**PROBLEM TO SOLVE:** Every entry below is to be copied exactly, with nothing omitted.
═════ THE RECORDS ═════
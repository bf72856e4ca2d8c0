/// Energy in meV of one THz of vibrational frequency (Planck constant in meV/THz).
pub const THZ_TO_MEV: f64 = 4.13566;

/// Reduced Planck constant in meV·fs.
pub const HBAR_MEV_FS: f64 = 658.2119;

#[derive(Debug, Clone, Copy, PartialEq, Eq)]
pub enum TimeDirection {
    /// Femtoseconds to the energy-domain time unit (meV⁻¹).
    FemtosecondsToInverseMev,
    /// Energy-domain time (meV⁻¹) back to femtoseconds.
    InverseMevToFemtoseconds,
}

#[inline]
pub fn frequency_to_energy(frequency_thz: f64) -> f64 {
    THZ_TO_MEV * frequency_thz
}

#[inline]
pub fn scale_time(t: f64, direction: TimeDirection) -> f64 {
    match direction {
        TimeDirection::FemtosecondsToInverseMev => t / HBAR_MEV_FS,
        TimeDirection::InverseMevToFemtoseconds => t * HBAR_MEV_FS,
    }
}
═════
**TASK SOLUTION:**
repository bf72856e4ca2d8c0
/// Energy in meV of one THz of vibrational frequency (Planck constant in meV/THz).
pub const THZ_TO_MEV: f64 = 4.13566;

/// Reduced Planck constant in meV·fs.
pub const HBAR_MEV_FS: f64 = 658.2119;

#[derive(Debug, Clone, Copy, PartialEq, Eq)]
pub enum TimeDirection {
    /// Femtoseconds to the energy-domain time unit (meV⁻¹).
    FemtosecondsToInverseMev,
    /// Energy-domain time (meV⁻¹) back to femtoseconds.
    InverseMevToFemtoseconds,
}

#[inline]
pub fn frequency_to_energy(frequency_thz: f64) -> f64 {
    THZ_TO_MEV * frequency_thz
}

#[inline]
pub fn scale_time(t: f64, direction: TimeDirection) -> f64 {
    match direction {
        TimeDirection::FemtosecondsToInverseMev => t / HBAR_MEV_FS,
        TimeDirection::InverseMevToFemtoseconds => t * HBAR_MEV_FS,
    }
}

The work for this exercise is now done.